Chapitre 10 : La déchirure (partie 3)

Lorsqu'il avait entendu le moteur de la voiture partir, Don s'était laissé tomber sur son lit, pleurant sans fausse honte. Depuis près d'un an il détestait qu'on le voit pleurer et faisait en sorte de ne se laisser aller que seul dans sa chambre. Et là, il n'y avait personne… Il n'y aurait plus jamais personne… Les mots de son père résonnaient dans sa tête : « J'ai honte de toi ! » Il y avait bien longtemps qu'il savait que jamais ses parents ne seraient aussi fiers de lui qu'ils l'étaient de son petit frère, mais il se disait qu'avec le temps, peut-être, il réussirait à devenir digne d'eux, à s'attirer leurs louanges… Il s'apercevait que c'était mission impossible : ce n'était pas seulement qu'ils n'étaient pas fiers de lui, c'était qu'ils avaient honte de lui et contre ça il ne pouvait rien ! Rien !

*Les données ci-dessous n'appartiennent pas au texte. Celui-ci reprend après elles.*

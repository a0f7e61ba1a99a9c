//! Polar performance scoring.
//!
//! A polar table gives the target boat speed for a wind speed and wind angle.
//! The scorer compares what the boat actually did against that target and
//! reports a percentage; the dashboard paints it green or red.
//!
//! The baseline lookup is nearest-ceiling: first table wind speed at or above
//! the actual, first table angle at or above the actual. It is coarse but it
//! is what the scores have always meant, so smoother bilinear interpolation
//! is a separate opt-in mode rather than a replacement.

use serde::{Deserialize, Serialize};
use tracing::trace;

use crate::error::{AnalysisError, Result};

/// Target-speed lookup mode.
#[derive(Debug, Clone, Copy, Default, PartialEq, Eq, Serialize, Deserialize)]
#[cfg_attr(feature = "tauri", derive(specta::Type))]
pub enum Interpolation {
    /// First axis entry at or above the value; the historical contract
    #[default]
    NearestCeiling,
    /// Bilinear blend of the four surrounding table cells
    Bilinear,
}

/// Boat polar: target speeds by true wind speed and angle.
///
/// `targets` is indexed `[tws_index][twa_index]`. Axes are ascending; wind
/// angles are unsigned (port and starboard read the same row). Tables come
/// off calibration files, so [`PolarTable::validate`] should run at load
/// time before scoring with one.
#[derive(Debug, Clone, PartialEq, Serialize, Deserialize)]
#[cfg_attr(feature = "tauri", derive(specta::Type))]
pub struct PolarTable {
    /// True wind speed axis, knots, ascending
    pub tws: Vec<f64>,
    /// True wind angle axis, degrees, ascending
    pub twa: Vec<f64>,
    /// Target speeds in knots, one row per `tws` entry
    #[serde(rename = "target")]
    pub targets: Vec<Vec<f64>>,
}

impl PolarTable {
    /// Check table shape: matching dimensions, strictly ascending axes,
    /// finite non-negative targets.
    pub fn validate(&self) -> Result<()> {
        if self.tws.is_empty() || self.twa.is_empty() {
            return Err(AnalysisError::invalid_polar("empty wind speed or angle axis"));
        }
        if self.targets.len() != self.tws.len() {
            return Err(AnalysisError::invalid_polar(format!(
                "{} target rows for {} wind speeds",
                self.targets.len(),
                self.tws.len()
            )));
        }
        for (row_index, row) in self.targets.iter().enumerate() {
            if row.len() != self.twa.len() {
                return Err(AnalysisError::invalid_polar(format!(
                    "row {} has {} entries for {} wind angles",
                    row_index,
                    row.len(),
                    self.twa.len()
                )));
            }
            if let Some(bad) = row.iter().find(|t| !t.is_finite() || **t < 0.0) {
                return Err(AnalysisError::invalid_polar(format!(
                    "row {row_index} contains invalid target speed {bad}"
                )));
            }
        }
        if !strictly_ascending(&self.tws) {
            return Err(AnalysisError::invalid_polar("tws axis is not strictly ascending"));
        }
        if !strictly_ascending(&self.twa) {
            return Err(AnalysisError::invalid_polar("twa axis is not strictly ascending"));
        }
        Ok(())
    }

    /// Target speed in knots for a wind state, or `None` outside the table.
    ///
    /// The wind angle's absolute value is used. Values below the first axis
    /// entry resolve to that entry in both modes; values above the last are
    /// out of range.
    pub fn target_speed(&self, tws_kn: f64, twa_deg: f64, interpolation: Interpolation) -> Option<f64> {
        let twa = twa_deg.abs();
        match interpolation {
            Interpolation::NearestCeiling => {
                let row = self.tws.iter().position(|&t| t >= tws_kn)?;
                let col = self.twa.iter().position(|&a| a >= twa)?;
                Some(self.targets[row][col])
            }
            Interpolation::Bilinear => {
                let (row_lo, row_hi, row_frac) = bracket(&self.tws, tws_kn)?;
                let (col_lo, col_hi, col_frac) = bracket(&self.twa, twa)?;
                let low = lerp(self.targets[row_lo][col_lo], self.targets[row_lo][col_hi], col_frac);
                let high = lerp(self.targets[row_hi][col_lo], self.targets[row_hi][col_hi], col_frac);
                Some(lerp(low, high, row_frac))
            }
        }
    }
}

fn strictly_ascending(axis: &[f64]) -> bool {
    axis.windows(2).all(|pair| pair[0] < pair[1])
}

fn lerp(a: f64, b: f64, frac: f64) -> f64 {
    a * (1.0 - frac) + b * frac
}

/// Bracketing indices and blend fraction for a value on an ascending axis.
fn bracket(axis: &[f64], value: f64) -> Option<(usize, usize, f64)> {
    let first = *axis.first()?;
    if value <= first {
        return Some((0, 0, 0.0));
    }
    let hi = axis.iter().position(|&a| a >= value)?;
    let lo = hi - 1;
    let span = axis[hi] - axis[lo];
    let frac = if span > 0.0 { (value - axis[lo]) / span } else { 0.0 };
    Some((lo, hi, frac))
}

/// Actual speed over target speed as a percentage, nearest-ceiling lookup.
///
/// Defined boundaries instead of errors: wind outside the table scores 0, a
/// zero target scores 0, and no table at all scores 100 so uncalibrated
/// sessions are not painted as failures. Beating the target scores over 100.
pub fn performance_pct(
    actual_speed_kn: f64,
    tws_kn: f64,
    twa_deg: f64,
    polar: Option<&PolarTable>,
) -> f64 {
    performance_pct_with(actual_speed_kn, tws_kn, twa_deg, polar, Interpolation::NearestCeiling)
}

/// [`performance_pct`] with an explicit lookup mode.
pub fn performance_pct_with(
    actual_speed_kn: f64,
    tws_kn: f64,
    twa_deg: f64,
    polar: Option<&PolarTable>,
    interpolation: Interpolation,
) -> f64 {
    let Some(table) = polar else {
        return 100.0;
    };
    match table.target_speed(tws_kn, twa_deg, interpolation) {
        Some(target) if target > 0.0 => actual_speed_kn / target * 100.0,
        Some(_) => 0.0,
        None => {
            trace!("wind state {tws_kn} kn / {twa_deg} deg outside polar range");
            0.0
        }
    }
}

Soudain il se leva et saisit son sac de base-ball. A la hâte il en sortit le contenu et le remplaça par quelques vêtements attrapés au hasard dans son armoire. Malgré lui les larmes coulaient sur ses joues : il allait quitter cette maison où il était le premier arrivé. Puisqu'il gênait, puisque jamais il ne serait considéré comme quelqu'un de bien, autant laisser la place à son envahissant petit frère. Tout le monde serait bien mieux sans lui. Il vida sa tirelire : trente-trois dollars et cinquante deux cents… ce n'était pas beaucoup, mais suffisant pour prendre un billet de car… pour… pour ailleurs ! Tout ce qu'il voulait c'était partir loin et qu'on ne le retrouve jamais. Peut-être qu'ainsi il leur manquerait un peu, peut-être qu'ils le regretteraient…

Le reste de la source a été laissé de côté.